AT&T Corp. introduced an e-mail archiving service this week, joining other telecommunications companies that are trying to persuade corporate users to add outsourced and managed storage services to their voice and data contracts.
AT&T said it will use EMC Corp.'s Centera disk array with message-archiving software developed by KVS Inc. to run the new service. The archiving capabilities are aimed at users who want to offload the e-mail retention, documentation and retrieval work mandated by regulations such as the Sarbanes-Oxley Act and SEC Rule 17a-4.
Rivals such as Verizon Communications, MCI and Qwest Communications International Inc. also are trying to leverage their copper and fiber-optic lines to transport data to managed storage facilities or to help companies extend their storage-area networks (SAN) to off-site disaster recovery data centers.

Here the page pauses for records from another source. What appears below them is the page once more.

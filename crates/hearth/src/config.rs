//! Manager construction settings and the export/import document.

use serde::{Deserialize, Serialize};

use crate::error::ThemeError;
use crate::preset::{PresetRegistry, ThemePreset, DEFAULT_THEME};
use crate::prefs::{PreferenceState, StorageKeys, DEFAULT_STORAGE_PREFIX};

/// Settings used to build a [`ThemeManager`](crate::ThemeManager).
///
/// # Example
///
/// ```rust
/// use hearth::{Palette, ThemeConfig, ThemePreset};
///
/// let config = ThemeConfig::new()
///     .storage_prefix("ledger")
///     .preset(ThemePreset::new("ink", "Ink").colors(Palette::new().with("primary", "#1F2937")))
///     .default_theme("ink");
///
/// let registry = config.registry().unwrap();
/// assert_eq!(registry.default_key(), "ink");
/// assert_eq!(config.keys().prefix(), "ledger");
/// ```
#[derive(Debug, Clone)]
pub struct ThemeConfig {
    storage_prefix: String,
    default_theme: String,
    presets: Vec<ThemePreset>,
}

impl ThemeConfig {
    pub fn new() -> Self {
        Self {
            storage_prefix: DEFAULT_STORAGE_PREFIX.to_string(),
            default_theme: DEFAULT_THEME.to_string(),
            presets: Vec::new(),
        }
    }

    /// Sets the namespace prefix for storage keys.
    pub fn storage_prefix(mut self, prefix: &str) -> Self {
        self.storage_prefix = prefix.to_string();
        self
    }

    /// Sets the fallback theme key. Must name a built-in or added preset.
    pub fn default_theme(mut self, key: &str) -> Self {
        self.default_theme = key.to_string();
        self
    }

    /// Adds a preset on top of the built-ins.
    pub fn preset(mut self, preset: ThemePreset) -> Self {
        self.presets.push(preset);
        self
    }

    pub fn keys(&self) -> StorageKeys {
        StorageKeys::with_prefix(&self.storage_prefix)
    }

    /// Builds the preset registry: built-ins, then added presets in order.
    ///
    /// # Errors
    ///
    /// Returns [`ThemeError::InvalidPreset`] for a preset that fails
    /// validation and [`ThemeError::UnknownTheme`] if the default theme is
    /// not registered.
    pub fn registry(&self) -> Result<PresetRegistry, ThemeError> {
        let mut registry = PresetRegistry::builtin();
        for preset in &self.presets {
            preset.validate()?;
            registry.insert(preset.clone());
        }
        if !registry.set_default(&self.default_theme) {
            return Err(ThemeError::UnknownTheme {
                key: self.default_theme.clone(),
            });
        }
        Ok(registry)
    }
}

impl Default for ThemeConfig {
    fn default() -> Self {
        Self::new()
    }
}

/// Display flags as carried in an export document.
#[derive(Debug, Clone, Copy, Default, PartialEq, Eq, Serialize, Deserialize)]
#[serde(rename_all = "camelCase", default)]
pub struct ExportedPreferences {
    pub is_dark_mode: bool,
    pub is_high_contrast: bool,
    pub is_reduced_motion: bool,
}

/// A portable snapshot of presets and preferences.
///
/// Every field is optional on import: missing presets add nothing, a
/// missing or unknown `currentTheme` keeps the active one, and missing
/// `preferences` keep the current flags.
#[derive(Debug, Clone, Default, PartialEq, Serialize, Deserialize)]
#[serde(rename_all = "camelCase")]
pub struct ThemeExport {
    #[serde(default, with = "preset_map")]
    pub themes: Vec<ThemePreset>,
    #[serde(default, skip_serializing_if = "Option::is_none")]
    pub current_theme: Option<String>,
    #[serde(default, skip_serializing_if = "Option::is_none")]
    pub preferences: Option<ExportedPreferences>,
}

impl ThemeExport {
    pub(crate) fn capture(registry: &PresetRegistry, state: &PreferenceState) -> Self {
        Self {
            themes: registry.iter().cloned().collect(),
            current_theme: Some(state.theme.clone()),
            preferences: Some(ExportedPreferences {
                is_dark_mode: state.dark_mode,
                is_high_contrast: state.high_contrast,
                is_reduced_motion: state.reduced_motion,
            }),
        }
    }

    pub fn to_json(&self) -> Result<String, ThemeError> {
        serde_json::to_string_pretty(self).map_err(|e| ThemeError::Export(e.to_string()))
    }

    pub fn from_json(text: &str) -> Result<Self, ThemeError> {
        serde_json::from_str(text).map_err(|e| ThemeError::Import(e.to_string()))
    }

    pub fn to_yaml(&self) -> Result<String, ThemeError> {
        serde_yaml::to_string(self).map_err(|e| ThemeError::Export(e.to_string()))
    }

    pub fn from_yaml(text: &str) -> Result<Self, ThemeError> {
        serde_yaml::from_str(text).map_err(|e| ThemeError::Import(e.to_string()))
    }
}

/// Serializes presets as a map keyed by preset key, keeping their order.
mod preset_map {
    use std::fmt;

    use serde::de::{MapAccess, Visitor};
    use serde::ser::SerializeMap;
    use serde::{Deserializer, Serializer};

    use crate::preset::ThemePreset;

    pub fn serialize<S: Serializer>(presets: &[ThemePreset], serializer: S) -> Result<S::Ok, S::Error> {
        let mut map = serializer.serialize_map(Some(presets.len()))?;
        for preset in presets {
            map.serialize_entry(&preset.key, preset)?;
        }
        map.end()
    }

    pub fn deserialize<'de, D: Deserializer<'de>>(deserializer: D) -> Result<Vec<ThemePreset>, D::Error> {
        struct PresetMapVisitor;

        impl<'de> Visitor<'de> for PresetMapVisitor {
            type Value = Vec<ThemePreset>;

            fn expecting(&self, f: &mut fmt::Formatter<'_>) -> fmt::Result {
                f.write_str("a map of theme keys to presets")
            }

            fn visit_map<A: MapAccess<'de>>(self, mut access: A) -> Result<Self::Value, A::Error> {
                let mut presets = Vec::new();
                while let Some((key, mut preset)) = access.next_entry::<String, ThemePreset>()? {
                    preset.key = key;
                    presets.push(preset);
                }
                Ok(presets)
            }
        }

        deserializer.deserialize_map(PresetMapVisitor)
    }
}

#[cfg(test)]
mod tests {
    use super::*;
    use crate::preset::Palette;

    #[test]
    fn test_default_config() {
        let config = ThemeConfig::default();
        assert_eq!(config.keys(), StorageKeys::default());
        let registry = config.registry().unwrap();
        assert_eq!(registry.default_key(), "classic");
        assert_eq!(registry.len(), 3);
    }

    #[test]
    fn test_config_rejects_unknown_default() {
        let err = ThemeConfig::new()
            .default_theme("ghost-theme")
            .registry()
            .unwrap_err();
        assert!(matches!(err, ThemeError::UnknownTheme { key } if key == "ghost-theme"));
    }

    #[test]
    fn test_config_rejects_invalid_preset() {
        let err = ThemeConfig::new()
            .preset(ThemePreset::new("bad", ""))
            .registry()
            .unwrap_err();
        assert!(matches!(err, ThemeError::InvalidPreset { .. }));
    }

    #[test]
    fn test_export_json_shape() {
        let registry = PresetRegistry::builtin();
        let state = PreferenceState {
            theme: "natural".to_string(),
            dark_mode: true,
            ..Default::default()
        };
        let json = ThemeExport::capture(&registry, &state).to_json().unwrap();
        let value: serde_json::Value = serde_json::from_str(&json).unwrap();

        assert_eq!(value["currentTheme"], "natural");
        assert_eq!(value["preferences"]["isDarkMode"], true);
        assert_eq!(value["preferences"]["isHighContrast"], false);
        assert_eq!(value["themes"]["modern"]["colors"]["primary"], "#6B73FF");
        assert_eq!(value["themes"]["classic"]["name"], "经典烘焙");
    }

    #[test]
    fn test_import_json_sets_keys_from_map() {
        let json = r##"{
            "themes": {
                "dusk": { "name": "Dusk", "colors": { "primary": "#5B4B8A" } }
            },
            "currentTheme": "dusk"
        }"##;
        let export = ThemeExport::from_json(json).unwrap();

        assert_eq!(export.themes.len(), 1);
        assert_eq!(export.themes[0].key, "dusk");
        assert_eq!(export.themes[0].description, "");
        assert_eq!(export.current_theme.as_deref(), Some("dusk"));
        assert_eq!(export.preferences, None);
    }

    #[test]
    fn test_import_partial_preferences_default_false() {
        let export =
            ThemeExport::from_json(r#"{ "preferences": { "isDarkMode": true } }"#).unwrap();
        assert_eq!(
            export.preferences,
            Some(ExportedPreferences {
                is_dark_mode: true,
                is_high_contrast: false,
                is_reduced_motion: false,
            })
        );
    }

    #[test]
    fn test_yaml_keeps_preset_order() {
        let export = ThemeExport {
            themes: vec![
                ThemePreset::new("zest", "Zest").colors(Palette::new().with("primary", "#FACC15")),
                ThemePreset::new("ash", "Ash"),
            ],
            ..Default::default()
        };
        let yaml = export.to_yaml().unwrap();
        let back = ThemeExport::from_yaml(&yaml).unwrap();
        let keys: Vec<_> = back.themes.iter().map(|p| p.key.as_str()).collect();
        assert_eq!(keys, vec!["zest", "ash"]);
    }

    #[test]
    fn test_import_rejects_garbage() {
        assert!(matches!(
            ThemeExport::from_json("[1, 2]"),
            Err(ThemeError::Import(_))
        ));
    }
}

But at the Storage Networking World conference in Phoenix, several IT managers said they're wary of outsourced storage services after a group of storage service providers quickly foundered and died over the past few years.
Outsourcing functions such as data archiving and SAN management aren't attractive to many large companies because they already have sufficient internal resources to do the work, said Mark Detert, director of data center and automation operations at Visa U.S.A Inc.'s debit processing services unit in Englewood, Colo.
Andre Mendes, chief technology integration officer at the Public Broadcasting Service in Alexandria, Va., said that from what he has seen, managed storage services are not yet "fully baked."
"If it could be guaranteed to have the same availability as a well-architectured [internal] storage network, then we're getting there," he said.
Mendes added that talented storage administrators are easier to find and less expensive to hire than they were four or five years ago. "We're not likely to experience a shortage of personnel anytime soon," he said.
But in December, Tribune Co. in Chicago hired AT&T to extend its disaster recovery architecture and manage its storage infrastructure. "One nice thing with them is they formed really good partnerships with Nortel and Sun," said Darko Dejanovic, chief technology officer at Tribune and its Tribune Publishing Co. subsidiary. "The whole solution worked really well between the three of them."
In an interview prior to Storage Networking World, Dejanovic said he decided to outsource the extension of the media company's SAN to a secondary site three miles from its main data center because doing the work in-house would have been cost-prohibitive. "It's the traditional insurance argument: How much risk do you take as opposed to how much you're willing to invest," he said.
The new architecture provides real-time access to fully mirrored data and applications, Dejanovic said. The Tribune had a backup site prior to signing on with AT&T, but it was smaller and allowed only partial backups.
Doug Chandler, an analyst at research firm IDC, said he doesn't think telecommunications vendors are really filling the gap that was left by failed storage service providers like Storage Networks Inc. and Storability Inc.
"They're supplying the network pipes for some customers who are doing replication over long distances, and some telcos may have some storage-specific services," Chandler said. "But for the most part, they're not managing a lot of storage capacity themselves."